The DSA PAK 40 AGL (Spelled: Daud Sons Armoury PAK 40 Automatic Grenade Launcher) is a Pakistani 40 mm belt-fed automatic grenade launcher developed by Daud Sons Armoury (DSA) to replace the aging Mk 19 grenade launcher.

Overview
The PAK 40 is a belt-fed, blowback-operated, crew-served, fully-automatic weapon. It fires 40 mm grenades at a cyclic rate of 250 to 275 Rounds per minute. The weapon has a blowback system, which enables it to fire automatically.
 
The PAK 40's effective range to a point target is about 1,500 meters (1,600 yd). For night operation, a Night-vision device can be added with range of up to 1500 meters.

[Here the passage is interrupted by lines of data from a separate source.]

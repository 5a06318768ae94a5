use std::collections::VecDeque;

/// Snapshot-based undo/redo stack.
///
/// Callers `record` the state they are about to leave; `undo` and `redo`
/// exchange the current state for the neighbouring one.
#[derive(Debug, Clone)]
pub struct History<T> {
    past: VecDeque<T>,
    future: Vec<T>,
    limit: usize,
}

pub const DEFAULT_HISTORY_LIMIT: usize = 100;

impl<T> Default for History<T> {
    fn default() -> Self {
        Self::new(DEFAULT_HISTORY_LIMIT)
    }
}

impl<T> History<T> {
    pub fn new(limit: usize) -> Self {
        Self {
            past: VecDeque::new(),
            future: Vec::new(),
            limit: limit.max(1),
        }
    }

    /// Push the pre-edit state. Any redo branch is discarded.
    pub fn record(&mut self, previous: T) {
        self.past.push_back(previous);
        if self.past.len() > self.limit {
            self.past.pop_front();
        }
        self.future.clear();
    }

    /// Returns the state to restore, keeping `current` for redo.
    /// `None` when there is nothing to undo.
    pub fn undo(&mut self, current: T) -> Option<T> {
        let previous = self.past.pop_back()?;
        self.future.push(current);
        Some(previous)
    }

    pub fn redo(&mut self, current: T) -> Option<T> {
        let next = self.future.pop()?;
        self.past.push_back(current);
        Some(next)
    }

    pub fn can_undo(&self) -> bool {
        !self.past.is_empty()
    }

    pub fn can_redo(&self) -> bool {
        !self.future.is_empty()
    }

    pub fn clear(&mut self) {
        self.past.clear();
        self.future.clear();
    }
}

#[cfg(test)]
mod tests {
    use super::*;

    #[test]
    fn undo_then_redo_walks_both_ways() {
        let mut history = History::default();
        let mut state = "a";

        history.record(state);
        state = "b";
        history.record(state);
        state = "c";

        state = history.undo(state).unwrap();
        assert_eq!(state, "b");
        state = history.undo(state).unwrap();
        assert_eq!(state, "a");
        assert!(history.undo(state).is_none());

        state = history.redo(state).unwrap();
        assert_eq!(state, "b");
        state = history.redo(state).unwrap();
        assert_eq!(state, "c");
        assert!(!history.can_redo());
    }

    #[test]
    fn new_edit_discards_redo_branch() {
        let mut history = History::default();
        history.record(1);
        let restored = history.undo(2).unwrap();
        assert_eq!(restored, 1);
        assert!(history.can_redo());

        history.record(restored);
        assert!(!history.can_redo());
        assert!(history.can_undo());
    }

    #[test]
    fn oldest_entries_fall_off_past_the_limit() {
        let mut history = History::new(2);
        history.record(1);
        history.record(2);
        history.record(3);

        assert_eq!(history.undo(4), Some(3));
        assert_eq!(history.undo(3), Some(2));
        assert_eq!(history.undo(2), None);
    }

    #[test]
    fn long_sessions_keep_only_the_newest_entries() {
        let mut history = History::new(3);
        for state in 0..10_000 {
            history.record(state);
        }

        let mut current = 10_000;
        let mut restored = Vec::new();
        while let Some(previous) = history.undo(current) {
            restored.push(previous);
            current = previous;
        }
        assert_eq!(restored, vec![9_999, 9_998, 9_997]);
    }
}
mod content_template;

pub use content_template::*;
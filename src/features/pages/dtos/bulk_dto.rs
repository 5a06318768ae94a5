use serde::{Deserialize, Serialize};
use utoipa::ToSchema;
use validator::Validate;

#[derive(Debug, Clone, Copy, PartialEq, Eq, Serialize, Deserialize, ToSchema)]
#[serde(rename_all = "lowercase")]
pub enum BulkPageAction {
    Publish,
    Unpublish,
    Archive,
    Delete,
}

impl BulkPageAction {
    pub fn as_str(&self) -> &'static str {
        match self {
            BulkPageAction::Publish => "publish",
            BulkPageAction::Unpublish => "unpublish",
            BulkPageAction::Archive => "archive",
            BulkPageAction::Delete => "delete",
        }
    }
}

#[derive(Debug, Clone, Serialize, Deserialize, Validate, ToSchema)]
#[serde(rename_all = "camelCase")]
pub struct BulkPageActionDto {
    pub action: BulkPageAction,

    #[validate(length(min = 1, max = 100, message = "Select between 1 and 100 pages"))]
    pub page_ids: Vec<i64>,
}

#[derive(Debug, Clone, Serialize, Deserialize, ToSchema)]
#[serde(rename_all = "camelCase")]
pub struct BulkPageResultDto {
    pub action: BulkPageAction,
    /// Pages the action was applied to
    pub affected: Vec<i64>,
    /// Requested ids that do not exist
    pub missing: Vec<i64>,
}

#[cfg(test)]
mod tests {
    use super::*;
    use serde_json::json;

    #[test]
    fn parses_bulk_request() {
        let dto: BulkPageActionDto = serde_json::from_value(json!({
            "action": "archive",
            "pageIds": [3, 5, 8]
        }))
        .unwrap();
        assert_eq!(dto.action, BulkPageAction::Archive);
        assert!(dto.validate().is_ok());
    }

    #[test]
    fn empty_selection_rejected() {
        let dto = BulkPageActionDto {
            action: BulkPageAction::Publish,
            page_ids: vec![],
        };
        assert!(dto.validate().is_err());
    }
}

Moreover, the AGL is a man portable crewed weapon that can fire from both a tripod and vehicle mount. It can fire a wide range of Grenade types which include High Explosive (HE), Target practice rounds (TP), High Explosive Dual Purpose (HEDP) and Armour Piercing (AP) rounds. On impact, the HE grenade can be lethal within a radius of 10 metres while the AP rounds can punch through 60mm of Rolled homogeneous armour at 500 meters which make it effective to use against Armoured personnel carriers.

Users 

Some units acquired for trial basis in 2018.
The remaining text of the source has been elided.